Tridge reveals that market participants and other traders have started their liquidations on hedge funds. But Nam said that inflation is not yet that apparent despite consumers adjusting their consumption of goods.
Nam added, “We can say concern for food inflation has somewhat abated, but the prices of many agri-products are still high compared to average years. Contractionary policies are certainly affecting the market.”
Disruption in the supply chain
Data shows that the supply of food and other products continues to remain low. This is amid increasing demand.
However, Nam commended several key efforts from governments and central banks to freeze prices and cope with the volatile market that is subject to several factors at the moment.

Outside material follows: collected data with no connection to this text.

//! Signed, expiring tokens for confirmation and email-change links.
//!
//! Format: `base64url(json(claims)) "." base64url(hmac_sha256(secret, first_part))`.
//! Tokens are never persisted. Verification order is fixed: shape, signature,
//! claims decoding, expiry, then intent.

use anyhow::{Context, Result};
use base64ct::{Base64UrlUnpadded, Encoding};
use hmac::{Hmac, Mac};
use secrecy::{ExposeSecret, SecretString};
use serde::{Deserialize, Serialize};
use sha2::Sha256;
use std::time::{SystemTime, UNIX_EPOCH};

type HmacSha256 = Hmac<Sha256>;

pub const DEFAULT_CONFIRM_TTL_SECONDS: i64 = 24 * 60 * 60;
pub const DEFAULT_EMAIL_CHANGE_TTL_SECONDS: i64 = 60 * 60;

/// What a token authorizes. A token minted for one intent never verifies for another.
#[derive(Debug, Clone, Copy, PartialEq, Eq, Serialize, Deserialize)]
#[serde(rename_all = "kebab-case")]
pub enum Intent {
    Confirm,
    ChangeEmail,
}

#[derive(Debug, Clone, PartialEq, Eq, Serialize, Deserialize)]
pub struct TokenClaims {
    pub uid: i64,
    pub intent: Intent,
    #[serde(default, skip_serializing_if = "Option::is_none")]
    pub new_email: Option<String>,
    pub iat: i64,
    pub exp: i64,
}

#[derive(Debug, Clone, Copy, PartialEq, Eq, thiserror::Error)]
pub enum TokenError {
    #[error("token expired")]
    Expired,
    #[error("token invalid")]
    Invalid,
    #[error("token malformed")]
    Malformed,
}

pub struct TokenService {
    secret: SecretString,
    confirm_ttl_seconds: i64,
    email_change_ttl_seconds: i64,
}

impl std::fmt::Debug for TokenService {
    fn fmt(&self, f: &mut std::fmt::Formatter<'_>) -> std::fmt::Result {
        f.debug_struct("TokenService")
            .field("confirm_ttl_seconds", &self.confirm_ttl_seconds)
            .field("email_change_ttl_seconds", &self.email_change_ttl_seconds)
            .finish_non_exhaustive()
    }
}

impl TokenService {
    #[must_use]
    pub fn new(secret: SecretString) -> Self {
        Self {
            secret,
            confirm_ttl_seconds: DEFAULT_CONFIRM_TTL_SECONDS,
            email_change_ttl_seconds: DEFAULT_EMAIL_CHANGE_TTL_SECONDS,
        }
    }

    #[must_use]
    pub fn with_confirm_ttl_seconds(mut self, seconds: i64) -> Self {
        self.confirm_ttl_seconds = seconds;
        self
    }

    #[must_use]
    pub fn with_email_change_ttl_seconds(mut self, seconds: i64) -> Self {
        self.email_change_ttl_seconds = seconds;
        self
    }

    #[must_use]
    pub fn ttl_seconds(&self, intent: Intent) -> i64 {
        match intent {
            Intent::Confirm => self.confirm_ttl_seconds,
            Intent::ChangeEmail => self.email_change_ttl_seconds,
        }
    }

    /// Issue a token for `uid` valid for the configured duration of `intent`.
    ///
    /// # Errors
    /// Returns an error if the claims cannot be serialized.
    pub fn issue(&self, uid: i64, intent: Intent, new_email: Option<String>) -> Result<String> {
        self.issue_at(uid, intent, new_email, unix_now())
    }

    /// Issue a token as if the current time were `now` (unix seconds).
    ///
    /// # Errors
    /// Returns an error if the claims cannot be serialized.
    pub fn issue_at(
        &self,
        uid: i64,
        intent: Intent,
        new_email: Option<String>,
        now: i64,
    ) -> Result<String> {
        let claims = TokenClaims {
            uid,
            intent,
            new_email,
            iat: now,
            exp: now.saturating_add(self.ttl_seconds(intent)),
        };
        let json = serde_json::to_vec(&claims).context("failed to serialize token claims")?;
        let payload = Base64UrlUnpadded::encode_string(&json);
        let signature = Base64UrlUnpadded::encode_string(&self.sign(payload.as_bytes())?);
        Ok(format!("{payload}.{signature}"))
    }

    /// Verify `token` against the expected intent and return its claims.
    ///
    /// # Errors
    /// `Malformed` for undecodable input, `Invalid` for a bad signature or intent
    /// mismatch, `Expired` for an authentic token past its expiry.
    pub fn verify(&self, token: &str, expected: Intent) -> Result<TokenClaims, TokenError> {
        self.verify_at(token, expected, unix_now())
    }

    /// Verify `token` as if the current time were `now` (unix seconds).
    ///
    /// # Errors
    /// See [`TokenService::verify`].
    pub fn verify_at(
        &self,
        token: &str,
        expected: Intent,
        now: i64,
    ) -> Result<TokenClaims, TokenError> {
        let (payload, signature) = token.trim().split_once('.').ok_or(TokenError::Malformed)?;
        if payload.is_empty() || signature.is_empty() || signature.contains('.') {
            return Err(TokenError::Malformed);
        }

        let signature =
            Base64UrlUnpadded::decode_vec(signature).map_err(|_| TokenError::Malformed)?;
        let json = Base64UrlUnpadded::decode_vec(payload).map_err(|_| TokenError::Malformed)?;

        let mut mac = HmacSha256::new_from_slice(self.secret.expose_secret().as_bytes())
            .map_err(|_| TokenError::Invalid)?;
        mac.update(payload.as_bytes());
        mac.verify_slice(&signature)
            .map_err(|_| TokenError::Invalid)?;

        let claims: TokenClaims =
            serde_json::from_slice(&json).map_err(|_| TokenError::Malformed)?;

        if now >= claims.exp {
            return Err(TokenError::Expired);
        }

        if claims.intent != expected {
            return Err(TokenError::Invalid);
        }

        Ok(claims)
    }

    fn sign(&self, payload: &[u8]) -> Result<Vec<u8>> {
        let mut mac = HmacSha256::new_from_slice(self.secret.expose_secret().as_bytes())
            .context("failed to initialize token signer")?;
        mac.update(payload);
        Ok(mac.finalize().into_bytes().to_vec())
    }
}

/// Current time in unix seconds; clamps to zero if the clock is before the epoch.
#[must_use]
pub fn unix_now() -> i64 {
    SystemTime::now()
        .duration_since(UNIX_EPOCH)
        .map_or(0, |elapsed| i64::try_from(elapsed.as_secs()).unwrap_or(i64::MAX))
}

“It doesn’t seem likely that food prices suddenly fall into recessionary territory. However, the likelihood of fiercer inflation has decreased,” Nam said.
Further, Nam contends that the disruption in the supply chain is widely affecting the market, ultimately causing the prices of many products to go up.
The prices are almost nearing high records. However, the Food and Agricultura Organization of the United Nations recorded a fall in the food price index thrice in a row in June. The food index is a tracking feature of the organization that records the changes in global prices of several food commodities on a monthly basis.
The agency reported that the drop accounted for the waning prices of cereals, sugar, and vegetable oils. However, the prices of meat and dairy increased.
According to the FEO Cereal Price Index, prices of wheat decreased in June, lower than in May. However, the figure is still higher than the ones in the preceding year by 48.5%.
The outlook is becoming lighter after news got out that Russia and Ukraine will resume their grain exports after several months of being blocked over the Black Sea.
In the Asia-Pacific region, prices of commodities have moderately increased but not record-high, said Nomura chief economist Sonal Varma.
Many countries in the region will most likely see price surges in the second half of the year, said Nomura. This includes the Philippines, India, Singapore, and South Korea.